_Dataset records_
┄┄┄┄┄┄┄┄┄┄

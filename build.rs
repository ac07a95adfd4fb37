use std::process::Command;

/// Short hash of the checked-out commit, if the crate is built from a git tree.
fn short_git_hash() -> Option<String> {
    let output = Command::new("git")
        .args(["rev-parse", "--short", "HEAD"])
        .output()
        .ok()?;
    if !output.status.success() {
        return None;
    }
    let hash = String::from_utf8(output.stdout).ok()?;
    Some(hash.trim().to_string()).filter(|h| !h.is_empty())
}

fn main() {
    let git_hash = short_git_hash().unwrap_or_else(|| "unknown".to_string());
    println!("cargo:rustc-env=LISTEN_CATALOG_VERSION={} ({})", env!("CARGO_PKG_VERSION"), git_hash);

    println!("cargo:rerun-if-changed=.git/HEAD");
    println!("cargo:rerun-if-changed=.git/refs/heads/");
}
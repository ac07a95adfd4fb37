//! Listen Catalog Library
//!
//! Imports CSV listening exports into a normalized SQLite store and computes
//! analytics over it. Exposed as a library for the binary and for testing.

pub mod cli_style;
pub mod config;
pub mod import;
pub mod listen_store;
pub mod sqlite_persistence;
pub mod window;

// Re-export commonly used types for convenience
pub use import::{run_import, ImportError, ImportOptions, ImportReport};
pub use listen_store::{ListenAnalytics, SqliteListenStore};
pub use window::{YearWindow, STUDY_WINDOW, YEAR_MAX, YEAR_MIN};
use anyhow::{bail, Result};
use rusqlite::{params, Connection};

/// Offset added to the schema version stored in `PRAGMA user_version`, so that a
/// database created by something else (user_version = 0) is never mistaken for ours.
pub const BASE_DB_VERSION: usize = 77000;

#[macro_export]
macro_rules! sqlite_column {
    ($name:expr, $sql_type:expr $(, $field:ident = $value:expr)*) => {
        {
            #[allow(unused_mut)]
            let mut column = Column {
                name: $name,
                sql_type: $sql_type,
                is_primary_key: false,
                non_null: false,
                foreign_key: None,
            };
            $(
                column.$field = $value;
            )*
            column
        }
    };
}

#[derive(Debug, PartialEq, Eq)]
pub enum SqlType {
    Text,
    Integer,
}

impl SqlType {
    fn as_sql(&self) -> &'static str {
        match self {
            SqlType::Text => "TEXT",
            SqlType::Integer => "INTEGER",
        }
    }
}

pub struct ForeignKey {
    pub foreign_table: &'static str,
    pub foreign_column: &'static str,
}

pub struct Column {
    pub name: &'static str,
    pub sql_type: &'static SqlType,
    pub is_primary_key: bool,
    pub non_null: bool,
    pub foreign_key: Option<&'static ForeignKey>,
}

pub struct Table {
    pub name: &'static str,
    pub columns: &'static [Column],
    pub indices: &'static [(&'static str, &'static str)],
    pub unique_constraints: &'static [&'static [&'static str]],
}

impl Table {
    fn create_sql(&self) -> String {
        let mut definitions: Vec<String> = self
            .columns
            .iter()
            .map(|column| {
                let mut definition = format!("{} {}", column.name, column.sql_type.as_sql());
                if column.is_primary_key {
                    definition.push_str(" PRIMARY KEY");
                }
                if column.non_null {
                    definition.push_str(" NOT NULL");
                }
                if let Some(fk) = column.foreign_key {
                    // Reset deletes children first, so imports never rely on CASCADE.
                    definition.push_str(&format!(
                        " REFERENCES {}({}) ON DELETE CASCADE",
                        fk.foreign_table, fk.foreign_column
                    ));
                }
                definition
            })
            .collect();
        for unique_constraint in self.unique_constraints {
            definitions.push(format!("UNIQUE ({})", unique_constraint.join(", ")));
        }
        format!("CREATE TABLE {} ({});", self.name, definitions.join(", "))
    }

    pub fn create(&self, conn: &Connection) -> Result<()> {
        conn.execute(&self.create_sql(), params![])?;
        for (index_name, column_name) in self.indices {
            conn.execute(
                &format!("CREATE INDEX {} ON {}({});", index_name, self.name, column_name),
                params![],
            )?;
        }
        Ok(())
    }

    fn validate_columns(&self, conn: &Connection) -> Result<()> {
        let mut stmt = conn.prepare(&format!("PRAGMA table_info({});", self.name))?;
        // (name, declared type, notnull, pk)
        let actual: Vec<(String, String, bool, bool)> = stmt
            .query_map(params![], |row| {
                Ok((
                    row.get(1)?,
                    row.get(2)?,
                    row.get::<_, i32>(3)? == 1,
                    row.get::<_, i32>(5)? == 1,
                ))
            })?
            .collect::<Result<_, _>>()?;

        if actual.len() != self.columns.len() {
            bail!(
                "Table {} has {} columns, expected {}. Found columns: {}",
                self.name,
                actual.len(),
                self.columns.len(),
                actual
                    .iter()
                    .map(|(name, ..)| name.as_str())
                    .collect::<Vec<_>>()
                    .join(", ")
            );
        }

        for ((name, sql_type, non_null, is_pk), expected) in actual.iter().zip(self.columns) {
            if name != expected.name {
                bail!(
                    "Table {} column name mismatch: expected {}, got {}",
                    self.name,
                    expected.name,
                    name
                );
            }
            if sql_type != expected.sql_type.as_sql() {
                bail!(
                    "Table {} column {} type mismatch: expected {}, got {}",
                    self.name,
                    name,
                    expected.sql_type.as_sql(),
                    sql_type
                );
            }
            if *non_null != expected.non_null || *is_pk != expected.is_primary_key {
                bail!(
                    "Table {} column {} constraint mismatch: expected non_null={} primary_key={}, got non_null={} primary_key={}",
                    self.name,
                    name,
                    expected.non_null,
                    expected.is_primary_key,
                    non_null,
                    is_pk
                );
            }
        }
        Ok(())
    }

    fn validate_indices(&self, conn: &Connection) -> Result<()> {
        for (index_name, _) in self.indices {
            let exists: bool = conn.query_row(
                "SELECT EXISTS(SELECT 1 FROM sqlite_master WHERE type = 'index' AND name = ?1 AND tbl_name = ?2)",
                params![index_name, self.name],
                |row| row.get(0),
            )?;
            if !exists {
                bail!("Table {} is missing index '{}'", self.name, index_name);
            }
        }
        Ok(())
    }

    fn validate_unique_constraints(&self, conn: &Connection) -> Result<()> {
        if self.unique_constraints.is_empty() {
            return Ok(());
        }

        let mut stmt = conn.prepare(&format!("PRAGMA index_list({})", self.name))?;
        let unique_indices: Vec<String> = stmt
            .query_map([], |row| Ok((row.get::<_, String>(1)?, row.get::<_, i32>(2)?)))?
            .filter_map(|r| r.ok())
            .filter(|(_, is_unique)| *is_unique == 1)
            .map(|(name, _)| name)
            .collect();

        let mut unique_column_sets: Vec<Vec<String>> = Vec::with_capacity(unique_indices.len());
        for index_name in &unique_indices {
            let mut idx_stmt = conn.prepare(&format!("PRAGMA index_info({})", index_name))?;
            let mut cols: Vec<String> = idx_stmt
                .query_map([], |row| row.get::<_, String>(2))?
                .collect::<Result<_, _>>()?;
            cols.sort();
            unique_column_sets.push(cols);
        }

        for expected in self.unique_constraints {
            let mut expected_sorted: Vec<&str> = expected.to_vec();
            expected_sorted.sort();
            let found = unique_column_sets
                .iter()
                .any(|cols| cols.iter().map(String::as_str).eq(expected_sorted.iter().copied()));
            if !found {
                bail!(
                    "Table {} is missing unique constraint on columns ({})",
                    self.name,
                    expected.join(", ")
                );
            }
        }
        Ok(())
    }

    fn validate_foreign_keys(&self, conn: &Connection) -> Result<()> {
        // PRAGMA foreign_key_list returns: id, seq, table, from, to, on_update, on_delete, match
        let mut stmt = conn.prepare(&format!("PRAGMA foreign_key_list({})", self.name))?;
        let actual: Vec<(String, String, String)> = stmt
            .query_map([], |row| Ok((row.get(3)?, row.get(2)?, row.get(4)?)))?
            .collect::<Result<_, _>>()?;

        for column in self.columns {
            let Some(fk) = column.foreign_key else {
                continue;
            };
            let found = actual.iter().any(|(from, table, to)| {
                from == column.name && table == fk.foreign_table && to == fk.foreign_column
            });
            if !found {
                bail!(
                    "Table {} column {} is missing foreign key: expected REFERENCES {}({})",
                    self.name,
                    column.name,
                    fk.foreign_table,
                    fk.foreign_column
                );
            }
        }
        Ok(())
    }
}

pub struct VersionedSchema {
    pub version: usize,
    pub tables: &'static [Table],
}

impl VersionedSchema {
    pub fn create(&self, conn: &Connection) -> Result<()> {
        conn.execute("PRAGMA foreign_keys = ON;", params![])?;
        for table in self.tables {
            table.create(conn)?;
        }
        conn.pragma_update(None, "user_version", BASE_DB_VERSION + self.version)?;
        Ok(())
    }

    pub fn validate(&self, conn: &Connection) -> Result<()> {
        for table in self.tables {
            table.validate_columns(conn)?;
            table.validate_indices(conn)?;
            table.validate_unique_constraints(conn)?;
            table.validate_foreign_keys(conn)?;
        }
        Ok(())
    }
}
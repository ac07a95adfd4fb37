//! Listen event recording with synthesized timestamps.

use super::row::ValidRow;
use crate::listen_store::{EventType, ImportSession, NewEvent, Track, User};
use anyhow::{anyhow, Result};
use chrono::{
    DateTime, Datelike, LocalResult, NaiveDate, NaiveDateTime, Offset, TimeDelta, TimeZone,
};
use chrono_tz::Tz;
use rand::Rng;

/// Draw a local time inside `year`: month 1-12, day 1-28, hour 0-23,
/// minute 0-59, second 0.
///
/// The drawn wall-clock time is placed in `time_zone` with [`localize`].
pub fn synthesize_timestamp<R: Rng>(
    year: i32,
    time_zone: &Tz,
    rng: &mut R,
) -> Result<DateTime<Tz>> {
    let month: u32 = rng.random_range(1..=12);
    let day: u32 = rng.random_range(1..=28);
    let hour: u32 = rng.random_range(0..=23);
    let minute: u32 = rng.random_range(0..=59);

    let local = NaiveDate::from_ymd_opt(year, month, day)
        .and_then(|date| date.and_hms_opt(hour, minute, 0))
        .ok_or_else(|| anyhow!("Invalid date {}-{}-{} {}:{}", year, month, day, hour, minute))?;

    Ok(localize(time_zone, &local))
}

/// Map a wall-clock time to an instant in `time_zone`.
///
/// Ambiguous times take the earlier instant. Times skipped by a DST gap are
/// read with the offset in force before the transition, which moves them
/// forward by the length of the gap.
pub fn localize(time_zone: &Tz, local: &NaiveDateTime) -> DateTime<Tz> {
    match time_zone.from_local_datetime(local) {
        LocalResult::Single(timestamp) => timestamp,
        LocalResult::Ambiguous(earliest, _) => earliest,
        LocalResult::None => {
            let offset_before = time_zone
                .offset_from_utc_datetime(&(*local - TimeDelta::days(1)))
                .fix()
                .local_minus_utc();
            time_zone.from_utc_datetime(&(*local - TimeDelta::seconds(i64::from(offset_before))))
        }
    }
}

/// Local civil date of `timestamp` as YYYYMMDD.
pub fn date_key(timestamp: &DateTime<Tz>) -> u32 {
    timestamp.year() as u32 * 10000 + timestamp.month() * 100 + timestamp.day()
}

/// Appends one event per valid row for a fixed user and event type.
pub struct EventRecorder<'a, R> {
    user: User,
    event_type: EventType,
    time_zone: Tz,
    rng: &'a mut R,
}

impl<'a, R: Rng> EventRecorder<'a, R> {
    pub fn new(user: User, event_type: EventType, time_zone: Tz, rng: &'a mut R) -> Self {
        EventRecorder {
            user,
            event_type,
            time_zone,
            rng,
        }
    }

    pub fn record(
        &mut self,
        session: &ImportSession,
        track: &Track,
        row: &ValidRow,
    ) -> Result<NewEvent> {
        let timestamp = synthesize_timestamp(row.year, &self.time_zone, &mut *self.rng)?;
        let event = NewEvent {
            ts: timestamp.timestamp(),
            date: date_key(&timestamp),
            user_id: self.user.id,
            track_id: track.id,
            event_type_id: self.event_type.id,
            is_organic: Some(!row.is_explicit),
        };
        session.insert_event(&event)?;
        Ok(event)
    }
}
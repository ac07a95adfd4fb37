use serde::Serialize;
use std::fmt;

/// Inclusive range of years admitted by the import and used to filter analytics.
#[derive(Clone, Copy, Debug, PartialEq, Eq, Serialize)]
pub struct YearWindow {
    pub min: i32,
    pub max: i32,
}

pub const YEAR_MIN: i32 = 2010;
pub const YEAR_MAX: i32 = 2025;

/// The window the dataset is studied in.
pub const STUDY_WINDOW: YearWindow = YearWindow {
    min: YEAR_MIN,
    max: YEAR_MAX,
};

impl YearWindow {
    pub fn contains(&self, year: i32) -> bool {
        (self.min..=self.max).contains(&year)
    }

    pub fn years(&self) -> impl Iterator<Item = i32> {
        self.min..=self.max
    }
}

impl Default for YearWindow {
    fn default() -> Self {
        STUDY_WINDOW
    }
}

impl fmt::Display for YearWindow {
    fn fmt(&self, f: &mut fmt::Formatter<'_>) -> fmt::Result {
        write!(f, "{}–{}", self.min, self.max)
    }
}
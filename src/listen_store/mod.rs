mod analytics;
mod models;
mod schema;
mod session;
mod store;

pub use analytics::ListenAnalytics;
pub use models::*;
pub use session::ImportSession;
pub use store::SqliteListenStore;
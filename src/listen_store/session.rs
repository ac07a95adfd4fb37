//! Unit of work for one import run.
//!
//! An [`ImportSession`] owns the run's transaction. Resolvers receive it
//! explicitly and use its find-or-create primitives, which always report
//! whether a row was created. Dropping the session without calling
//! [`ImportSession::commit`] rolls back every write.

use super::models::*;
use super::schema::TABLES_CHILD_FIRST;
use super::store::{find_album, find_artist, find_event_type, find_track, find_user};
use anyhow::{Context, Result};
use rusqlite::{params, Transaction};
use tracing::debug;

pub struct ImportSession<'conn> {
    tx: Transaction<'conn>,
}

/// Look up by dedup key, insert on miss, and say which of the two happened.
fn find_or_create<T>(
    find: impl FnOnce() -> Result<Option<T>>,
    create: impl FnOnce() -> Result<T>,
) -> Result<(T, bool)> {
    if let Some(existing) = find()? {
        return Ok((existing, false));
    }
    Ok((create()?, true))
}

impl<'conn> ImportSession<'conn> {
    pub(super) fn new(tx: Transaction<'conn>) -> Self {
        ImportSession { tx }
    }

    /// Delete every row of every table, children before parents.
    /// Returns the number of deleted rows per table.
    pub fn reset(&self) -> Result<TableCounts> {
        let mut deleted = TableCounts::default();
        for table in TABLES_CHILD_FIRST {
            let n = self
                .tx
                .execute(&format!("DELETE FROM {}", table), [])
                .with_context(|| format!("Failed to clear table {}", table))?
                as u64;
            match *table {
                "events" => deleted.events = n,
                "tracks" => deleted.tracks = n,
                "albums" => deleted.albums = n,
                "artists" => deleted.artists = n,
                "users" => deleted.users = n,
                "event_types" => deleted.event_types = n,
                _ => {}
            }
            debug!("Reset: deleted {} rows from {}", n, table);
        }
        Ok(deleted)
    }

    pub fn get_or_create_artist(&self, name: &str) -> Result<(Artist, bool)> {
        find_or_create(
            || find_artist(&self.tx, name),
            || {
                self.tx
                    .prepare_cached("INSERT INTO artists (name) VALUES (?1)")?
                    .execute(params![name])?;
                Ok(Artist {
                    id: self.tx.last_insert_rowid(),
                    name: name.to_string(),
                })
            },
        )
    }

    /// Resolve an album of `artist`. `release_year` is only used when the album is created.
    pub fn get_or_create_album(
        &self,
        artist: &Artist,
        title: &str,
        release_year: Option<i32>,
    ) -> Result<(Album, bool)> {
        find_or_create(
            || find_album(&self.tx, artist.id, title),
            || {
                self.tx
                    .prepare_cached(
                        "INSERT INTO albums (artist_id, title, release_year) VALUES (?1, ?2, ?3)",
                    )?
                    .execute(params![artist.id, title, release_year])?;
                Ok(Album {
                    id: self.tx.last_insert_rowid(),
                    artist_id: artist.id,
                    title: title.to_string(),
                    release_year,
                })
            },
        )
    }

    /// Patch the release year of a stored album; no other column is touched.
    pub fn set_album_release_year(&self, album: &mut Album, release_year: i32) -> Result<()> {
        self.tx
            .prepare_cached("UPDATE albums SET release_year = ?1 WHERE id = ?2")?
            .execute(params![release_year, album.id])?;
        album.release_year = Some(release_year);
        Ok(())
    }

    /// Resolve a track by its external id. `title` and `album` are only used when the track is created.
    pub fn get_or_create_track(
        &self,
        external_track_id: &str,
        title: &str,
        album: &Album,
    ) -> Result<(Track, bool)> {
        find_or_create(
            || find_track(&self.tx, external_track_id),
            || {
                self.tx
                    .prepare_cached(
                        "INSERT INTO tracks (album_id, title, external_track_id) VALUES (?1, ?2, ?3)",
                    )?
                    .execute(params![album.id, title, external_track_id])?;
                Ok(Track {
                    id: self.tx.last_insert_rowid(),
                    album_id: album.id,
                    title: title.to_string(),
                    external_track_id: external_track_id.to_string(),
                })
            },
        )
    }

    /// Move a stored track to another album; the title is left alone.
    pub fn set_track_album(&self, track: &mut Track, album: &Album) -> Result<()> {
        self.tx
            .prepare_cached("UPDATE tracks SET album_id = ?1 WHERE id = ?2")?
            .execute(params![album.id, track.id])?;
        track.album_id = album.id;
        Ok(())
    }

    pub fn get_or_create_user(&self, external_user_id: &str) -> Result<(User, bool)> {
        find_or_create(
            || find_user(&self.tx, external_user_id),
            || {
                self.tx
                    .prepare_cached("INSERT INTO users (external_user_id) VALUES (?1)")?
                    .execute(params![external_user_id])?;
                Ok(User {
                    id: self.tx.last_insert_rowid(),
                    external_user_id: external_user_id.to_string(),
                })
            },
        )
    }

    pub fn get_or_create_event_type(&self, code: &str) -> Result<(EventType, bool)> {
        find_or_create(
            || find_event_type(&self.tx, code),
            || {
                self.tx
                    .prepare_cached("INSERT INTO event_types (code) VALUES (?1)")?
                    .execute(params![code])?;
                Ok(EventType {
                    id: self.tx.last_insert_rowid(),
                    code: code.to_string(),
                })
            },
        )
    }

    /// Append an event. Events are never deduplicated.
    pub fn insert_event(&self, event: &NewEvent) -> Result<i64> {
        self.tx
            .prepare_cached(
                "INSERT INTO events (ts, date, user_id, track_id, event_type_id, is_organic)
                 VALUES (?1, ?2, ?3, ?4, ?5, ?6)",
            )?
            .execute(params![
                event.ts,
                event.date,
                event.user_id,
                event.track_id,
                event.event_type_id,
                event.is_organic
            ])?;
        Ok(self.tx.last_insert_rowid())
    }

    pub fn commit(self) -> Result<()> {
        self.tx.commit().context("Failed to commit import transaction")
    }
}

┄┄┄┄┄┄┄┄┄┄

_Exercise goal_
Once you find the line with "fn as_sql(&self) ->" in the entries above, output it and each line after it up to and including the line with "for (index_name, column_name)", and nothing else.

_Answer to the exercise_
    fn as_sql(&self) -> &'static str {
        match self {
            SqlType::Text => "TEXT",
            SqlType::Integer => "INTEGER",
        }
    }
}

pub struct ForeignKey {
    pub foreign_table: &'static str,
    pub foreign_column: &'static str,
}

pub struct Column {
    pub name: &'static str,
    pub sql_type: &'static SqlType,
    pub is_primary_key: bool,
    pub non_null: bool,
    pub foreign_key: Option<&'static ForeignKey>,
}

pub struct Table {
    pub name: &'static str,
    pub columns: &'static [Column],
    pub indices: &'static [(&'static str, &'static str)],
    pub unique_constraints: &'static [&'static [&'static str]],
}

impl Table {
    fn create_sql(&self) -> String {
        let mut definitions: Vec<String> = self
            .columns
            .iter()
            .map(|column| {
                let mut definition = format!("{} {}", column.name, column.sql_type.as_sql());
                if column.is_primary_key {
                    definition.push_str(" PRIMARY KEY");
                }
                if column.non_null {
                    definition.push_str(" NOT NULL");
                }
                if let Some(fk) = column.foreign_key {
                    // Reset deletes children first, so imports never rely on CASCADE.
                    definition.push_str(&format!(
                        " REFERENCES {}({}) ON DELETE CASCADE",
                        fk.foreign_table, fk.foreign_column
                    ));
                }
                definition
            })
            .collect();
        for unique_constraint in self.unique_constraints {
            definitions.push(format!("UNIQUE ({})", unique_constraint.join(", ")));
        }
        format!("CREATE TABLE {} ({});", self.name, definitions.join(", "))
    }

    pub fn create(&self, conn: &Connection) -> Result<()> {
        conn.execute(&self.create_sql(), params![])?;
        for (index_name, column_name) in self.indices {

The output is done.